→ **DIRECTIONS FOR THIS TASK**
Each line of the listing where "round" appears should be reported.

→ **SOURCE RECORDS**
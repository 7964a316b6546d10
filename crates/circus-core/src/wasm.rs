//! WebAssembly bindings for the Circus Maximus engine.
//!
//! Everything crosses the boundary as JSON; failures become `JsValue`
//! strings.

use wasm_bindgen::prelude::*;

use crate::actions::Action;
use crate::bot::{Bot, BotDifficulty};
use crate::engine::{Engine, Seat};
use crate::rules::Ruleset;

/// Initialize panic hook for better error messages in browser console
#[wasm_bindgen(start)]
pub fn init() {
    console_error_panic_hook::set_once();
}

fn js_error(context: &str, err: impl std::fmt::Display) -> JsValue {
    JsValue::from_str(&format!("{context}: {err}"))
}

/// WASM-exposed engine wrapper
#[wasm_bindgen]
pub struct WasmEngine {
    engine: Engine,
}

#[wasm_bindgen]
impl WasmEngine {
    /// Start a game for a JSON array of seats (`[{"name":"Ann","is_bot":false}]`).
    /// An empty `rules_json` selects the standard rules.
    #[wasm_bindgen(constructor)]
    pub fn new(seats_json: &str, rules_json: &str, seed: Option<u64>) -> Result<WasmEngine, JsValue> {
        let seats: Vec<Seat> =
            serde_json::from_str(seats_json).map_err(|e| js_error("Invalid seats", e))?;
        let rules = if rules_json.trim().is_empty() {
            Ruleset::standard()
        } else {
            Ruleset::from_json(rules_json).map_err(|e| js_error("Invalid rules", e))?
        };

        let mut engine = Engine::new(rules, seed).map_err(|e| js_error("Invalid rules", e))?;
        engine
            .initialize(seats)
            .map_err(|e| js_error("Setup failed", e))?;
        Ok(WasmEngine { engine })
    }

    /// Restore a saved game
    #[wasm_bindgen(js_name = fromSave)]
    pub fn from_save(blob: &str) -> Result<WasmEngine, JsValue> {
        let engine = Engine::load_game(blob).map_err(|e| js_error("Load failed", e))?;
        Ok(WasmEngine { engine })
    }

    /// Full read-only view as JSON
    #[wasm_bindgen(js_name = getView)]
    pub fn get_view(&self) -> String {
        serde_json::to_string(&self.engine.view()).unwrap_or_else(|_| "{}".to_string())
    }

    #[wasm_bindgen(js_name = getCurrentPlayer)]
    pub fn get_current_player(&self) -> Option<u8> {
        self.engine.view().current_player
    }

    /// Valid actions for a participant as a JSON array
    #[wasm_bindgen(js_name = getValidActions)]
    pub fn get_valid_actions(&self, player: u8) -> String {
        let actions = self.engine.valid_actions(player);
        serde_json::to_string(&actions).unwrap_or_else(|_| "[]".to_string())
    }

    /// Apply an action from JSON, returns events JSON or error
    #[wasm_bindgen(js_name = executeAction)]
    pub fn execute_action(&mut self, player: u8, action_json: &str) -> Result<String, JsValue> {
        let action: Action =
            serde_json::from_str(action_json).map_err(|e| js_error("Invalid action JSON", e))?;
        let events = self
            .engine
            .execute_action(player, action)
            .map_err(|e| js_error("Action failed", e))?;
        Ok(serde_json::to_string(&events).unwrap_or_else(|_| "[]".to_string()))
    }

    /// End the active turn, then run any automatic phases
    #[wasm_bindgen(js_name = endTurn)]
    pub fn end_turn(&mut self) -> Result<String, JsValue> {
        let mut events = self
            .engine
            .end_turn()
            .map_err(|e| js_error("End turn failed", e))?;
        events.extend(
            self.engine
                .run_automatic_phases()
                .map_err(|e| js_error("End turn failed", e))?,
        );
        Ok(serde_json::to_string(&events).unwrap_or_else(|_| "[]".to_string()))
    }

    #[wasm_bindgen(js_name = isFinished)]
    pub fn is_finished(&self) -> bool {
        self.engine.is_finished()
    }

    #[wasm_bindgen(js_name = getWinner)]
    pub fn get_winner(&self) -> Option<u8> {
        self.engine.winner()
    }

    /// The event card this participant peeked at, as JSON (or `null`)
    #[wasm_bindgen(js_name = getPeekedEvent)]
    pub fn get_peeked_event(&self, player: u8) -> String {
        match self.engine.peeked_event(player) {
            Some(card) => serde_json::to_string(card).unwrap_or_else(|_| "null".to_string()),
            None => "null".to_string(),
        }
    }

    /// A bot's suggested action for a participant.
    /// difficulty: "Easy" or "Medium"
    #[wasm_bindgen(js_name = getBotAction)]
    pub fn get_bot_action(&self, player: u8, difficulty: &str) -> String {
        let difficulty = match difficulty {
            "Easy" => BotDifficulty::Easy,
            _ => BotDifficulty::Medium,
        };

        let mut bot = Bot::new(player, difficulty);
        match bot.choose_action(&self.engine) {
            Some(action) => serde_json::to_string(&action).unwrap_or_else(|_| "null".to_string()),
            None => "null".to_string(),
        }
    }

    #[wasm_bindgen(js_name = saveGame)]
    pub fn save_game(&self) -> Result<String, JsValue> {
        self.engine.save_game().map_err(|e| js_error("Save failed", e))
    }

    #[wasm_bindgen(js_name = loadGame)]
    pub fn load_game(&mut self, blob: &str) -> Result<(), JsValue> {
        self.engine
            .restore(blob)
            .map_err(|e| js_error("Load failed", e))
    }
}
//! Participant state and resource management.
//!
//! This module contains:
//! - Resource and victory-track identifiers
//! - `ResourceHand` for coin and material counts
//! - `WorkerPool` for deployable workers split into available/placed
//! - `Tracks` for the three victory counters (also used for deltas)
//! - `Player`, a single seat at the table

use serde::{Deserialize, Serialize};
use std::fmt;

/// Participant identifier (seat index, 0-3 for a 4-player game)
pub type PlayerId = u8;

/// Countable resources a participant can hold.
///
/// Workers are not listed here: they live in a [`WorkerPool`] because they
/// move between an available and a placed state.
#[derive(Debug, Clone, Copy, PartialEq, Eq, PartialOrd, Ord, Hash, Serialize, Deserialize)]
#[serde(rename_all = "lowercase")]
pub enum Resource {
    /// Sestertii, spent on bids, deployment, and markets
    Coins,
    /// Performers
    Mummers,
    /// Beasts for the arena
    Animals,
    /// Fighters for the arena
    Slaves,
    /// Used by the execution acts
    Prisoners,
}

impl Resource {
    /// All resource types
    pub const ALL: [Resource; 5] = [
        Resource::Coins,
        Resource::Mummers,
        Resource::Animals,
        Resource::Slaves,
        Resource::Prisoners,
    ];

    /// Raw materials (everything except coins), in fallback-loss order
    pub const MATERIALS: [Resource; 4] = [
        Resource::Mummers,
        Resource::Animals,
        Resource::Slaves,
        Resource::Prisoners,
    ];

    /// Display name
    pub fn name(&self) -> &'static str {
        match self {
            Resource::Coins => "coins",
            Resource::Mummers => "mummers",
            Resource::Animals => "animals",
            Resource::Slaves => "slaves",
            Resource::Prisoners => "prisoners",
        }
    }

    pub fn is_material(&self) -> bool {
        !matches!(self, Resource::Coins)
    }
}

impl fmt::Display for Resource {
    fn fmt(&self, f: &mut fmt::Formatter<'_>) -> fmt::Result {
        f.write_str(self.name())
    }
}

/// The three victory tracks
#[derive(Debug, Clone, Copy, PartialEq, Eq, PartialOrd, Ord, Hash, Serialize, Deserialize)]
#[serde(rename_all = "lowercase")]
pub enum Track {
    Empire,
    Population,
    Church,
}

impl Track {
    /// All tracks, in win-evaluation order
    pub const ALL: [Track; 3] = [Track::Empire, Track::Population, Track::Church];

    pub fn name(&self) -> &'static str {
        match self {
            Track::Empire => "Empire",
            Track::Population => "Population",
            Track::Church => "Church",
        }
    }
}

impl fmt::Display for Track {
    fn fmt(&self, f: &mut fmt::Formatter<'_>) -> fmt::Result {
        f.write_str(self.name())
    }
}

/// A hand of coins and materials
#[derive(Debug, Clone, Copy, Default, PartialEq, Eq, Serialize, Deserialize)]
#[serde(default)]
pub struct ResourceHand {
    pub coins: u32,
    pub mummers: u32,
    pub animals: u32,
    pub slaves: u32,
    pub prisoners: u32,
}

impl ResourceHand {
    /// Create an empty hand
    pub fn new() -> Self {
        Self::default()
    }

    /// Create a hand with specific amounts
    pub fn with_amounts(coins: u32, mummers: u32, animals: u32, slaves: u32, prisoners: u32) -> Self {
        Self {
            coins,
            mummers,
            animals,
            slaves,
            prisoners,
        }
    }

    /// Create a hand with a single resource
    pub fn single(resource: Resource, amount: u32) -> Self {
        let mut hand = Self::new();
        hand.add(resource, amount);
        hand
    }

    /// Total of everything in the hand, coins included
    pub fn total(&self) -> u32 {
        self.coins + self.materials_total()
    }

    /// Total materials (coins excluded)
    pub fn materials_total(&self) -> u32 {
        self.mummers + self.animals + self.slaves + self.prisoners
    }

    pub fn is_empty(&self) -> bool {
        self.total() == 0
    }

    /// Get count of a specific resource
    pub fn get(&self, resource: Resource) -> u32 {
        match resource {
            Resource::Coins => self.coins,
            Resource::Mummers => self.mummers,
            Resource::Animals => self.animals,
            Resource::Slaves => self.slaves,
            Resource::Prisoners => self.prisoners,
        }
    }

    /// Set count of a specific resource
    pub fn set(&mut self, resource: Resource, count: u32) {
        match resource {
            Resource::Coins => self.coins = count,
            Resource::Mummers => self.mummers = count,
            Resource::Animals => self.animals = count,
            Resource::Slaves => self.slaves = count,
            Resource::Prisoners => self.prisoners = count,
        }
    }

    pub fn add(&mut self, resource: Resource, amount: u32) {
        self.set(resource, self.get(resource) + amount);
    }

    /// Add another hand to this one
    pub fn add_hand(&mut self, other: &ResourceHand) {
        for resource in Resource::ALL {
            self.add(resource, other.get(resource));
        }
    }

    /// Check if the hand covers a cost
    pub fn can_afford(&self, cost: &ResourceHand) -> bool {
        Resource::ALL
            .iter()
            .all(|&r| self.get(r) >= cost.get(r))
    }

    /// Remove up to `amount` of a resource, returning how much was removed
    pub fn take(&mut self, resource: Resource, amount: u32) -> u32 {
        let taken = self.get(resource).min(amount);
        self.set(resource, self.get(resource) - taken);
        taken
    }

    /// Try to subtract a cost, returning false (and changing nothing) if insufficient
    pub fn try_subtract(&mut self, cost: &ResourceHand) -> bool {
        if !self.can_afford(cost) {
            return false;
        }
        for resource in Resource::ALL {
            self.set(resource, self.get(resource) - cost.get(resource));
        }
        true
    }

    /// The material part of this hand (coins zeroed)
    pub fn materials(&self) -> ResourceHand {
        ResourceHand {
            coins: 0,
            ..*self
        }
    }

    /// Non-zero entries, in `Resource::ALL` order
    pub fn entries(&self) -> impl Iterator<Item = (Resource, u32)> + '_ {
        Resource::ALL
            .into_iter()
            .map(|r| (r, self.get(r)))
            .filter(|(_, n)| *n > 0)
    }
}

impl fmt::Display for ResourceHand {
    fn fmt(&self, f: &mut fmt::Formatter<'_>) -> fmt::Result {
        let parts: Vec<String> = self.entries().map(|(r, n)| format!("{n} {r}")).collect();
        if parts.is_empty() {
            f.write_str("nothing")
        } else {
            f.write_str(&parts.join(", "))
        }
    }
}

/// Deployable workers, split into available and placed
#[derive(Debug, Clone, Copy, Default, PartialEq, Eq, Serialize, Deserialize)]
pub struct WorkerPool {
    pub available: u32,
    pub placed: u32,
}

impl WorkerPool {
    pub fn new(available: u32) -> Self {
        Self {
            available,
            placed: 0,
        }
    }

    /// Workers owned by the participant, wherever they are
    pub fn total(&self) -> u32 {
        self.available + self.placed
    }

    /// Move one worker from available to placed
    pub fn place(&mut self) -> bool {
        if self.available == 0 {
            return false;
        }
        self.available -= 1;
        self.placed += 1;
        true
    }

    /// Permanently remove an available worker (it goes back to the supply)
    pub fn lose(&mut self) -> bool {
        if self.available == 0 {
            return false;
        }
        self.available -= 1;
        true
    }

    /// Add newly minted workers to the available pool
    pub fn recruit(&mut self, count: u32) {
        self.available += count;
    }

    /// Return every placed worker to the available pool
    pub fn recall_all(&mut self) {
        self.available += self.placed;
        self.placed = 0;
    }
}

/// Values (or deltas) on the three victory tracks
#[derive(Debug, Clone, Copy, Default, PartialEq, Eq, Serialize, Deserialize)]
#[serde(default)]
pub struct Tracks {
    pub empire: i32,
    pub population: i32,
    pub church: i32,
}

impl Tracks {
    pub fn new(empire: i32, population: i32, church: i32) -> Self {
        Self {
            empire,
            population,
            church,
        }
    }

    /// Same value on every track
    pub fn uniform(value: i32) -> Self {
        Self::new(value, value, value)
    }

    /// A delta touching a single track
    pub fn single(track: Track, amount: i32) -> Self {
        let mut tracks = Self::default();
        tracks.set(track, amount);
        tracks
    }

    pub fn get(&self, track: Track) -> i32 {
        match track {
            Track::Empire => self.empire,
            Track::Population => self.population,
            Track::Church => self.church,
        }
    }

    pub fn set(&mut self, track: Track, value: i32) {
        match track {
            Track::Empire => self.empire = value,
            Track::Population => self.population = value,
            Track::Church => self.church = value,
        }
    }

    pub fn add(&mut self, track: Track, delta: i32) {
        self.set(track, self.get(track) + delta);
    }

    pub fn sum(&self) -> i32 {
        self.empire + self.population + self.church
    }

    pub fn is_zero(&self) -> bool {
        *self == Self::default()
    }

    /// Non-zero entries, in `Track::ALL` order
    pub fn entries(&self) -> impl Iterator<Item = (Track, i32)> + '_ {
        Track::ALL
            .into_iter()
            .map(|t| (t, self.get(t)))
            .filter(|(_, v)| *v != 0)
    }
}

impl fmt::Display for Tracks {
    fn fmt(&self, f: &mut fmt::Formatter<'_>) -> fmt::Result {
        let parts: Vec<String> = self.entries().map(|(t, v)| format!("{v:+} {t}")).collect();
        if parts.is_empty() {
            f.write_str("no track change")
        } else {
            f.write_str(&parts.join(", "))
        }
    }
}

/// Inclusive bounds for a victory track
#[derive(Debug, Clone, Copy, PartialEq, Eq, Serialize, Deserialize)]
pub struct Bounds {
    pub min: i32,
    pub max: i32,
}

impl Bounds {
    pub fn new(min: i32, max: i32) -> Self {
        Self { min, max }
    }

    pub fn clamp(&self, value: i32) -> i32 {
        value.clamp(self.min, self.max)
    }

    pub fn contains(&self, value: i32) -> bool {
        (self.min..=self.max).contains(&value)
    }
}

/// A bid recorded on the participant for the current round
#[derive(Debug, Clone, PartialEq, Eq, Serialize, Deserialize)]
pub struct PendingBid {
    pub act_id: String,
    pub coins: u32,
}

/// A single participant's state
#[derive(Debug, Clone, PartialEq, Eq, Serialize, Deserialize)]
pub struct Player {
    /// Seat index
    pub id: PlayerId,
    /// Display name
    pub name: String,
    /// Whether an automated participant sits here
    pub is_bot: bool,
    /// Coins and materials
    pub resources: ResourceHand,
    /// Deployable workers
    pub workers: WorkerPool,
    /// Victory track positions
    pub tracks: Tracks,
    /// Bids placed this round
    pub bids: Vec<PendingBid>,
}

impl Player {
    /// Create a participant with an empty stock
    pub fn new(id: PlayerId, name: String, is_bot: bool) -> Self {
        Self {
            id,
            name,
            is_bot,
            resources: ResourceHand::new(),
            workers: WorkerPool::default(),
            tracks: Tracks::default(),
            bids: Vec::new(),
        }
    }

    /// Reset to the starting position of a new game
    pub fn initialize(&mut self, resources: ResourceHand, workers: u32, tracks: Tracks) {
        self.resources = resources;
        self.workers = WorkerPool::new(workers);
        self.tracks = tracks;
        self.bids.clear();
    }

    pub fn track(&self, track: Track) -> i32 {
        self.tracks.get(track)
    }

    /// Sum of the three tracks (round-limit scoring)
    pub fn total_tracks(&self) -> i32 {
        self.tracks.sum()
    }

    /// Everything the participant owns, for the round-limit tiebreaker
    pub fn total_resources(&self) -> u32 {
        self.resources.total() + self.workers.total()
    }

    pub fn has_bid_on(&self, act_id: &str) -> bool {
        self.bids.iter().any(|b| b.act_id == act_id)
    }

    /// Whether this participant is at least level with everyone on a track
    pub fn is_leader_on(&self, track: Track, all: &[Player]) -> bool {
        let mine = self.track(track);
        all.iter().all(|p| p.id == self.id || p.track(track) <= mine)
    }

    /// Public summary for presentation layers
    pub fn summary(&self) -> PlayerSummary {
        PlayerSummary {
            id: self.id,
            name: self.name.clone(),
            is_bot: self.is_bot,
            resources: self.resources,
            workers: self.workers,
            tracks: self.tracks,
            total_tracks: self.total_tracks(),
            bids: self.bids.clone(),
        }
    }
}

/// Read-only projection of a participant
#[derive(Debug, Clone, PartialEq, Eq, Serialize, Deserialize)]
pub struct PlayerSummary {
    pub id: PlayerId,
    pub name: String,
    pub is_bot: bool,
    pub resources: ResourceHand,
    pub workers: WorkerPool,
    pub tracks: Tracks,
    pub total_tracks: i32,
    pub bids: Vec<PendingBid>,
}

→ **RESPONSE TO THIS TASK**
/// A bid recorded on the participant for the current round
    /// Bids placed this round
    /// Sum of the three tracks (round-limit scoring)
    /// Everything the participant owns, for the round-limit tiebreaker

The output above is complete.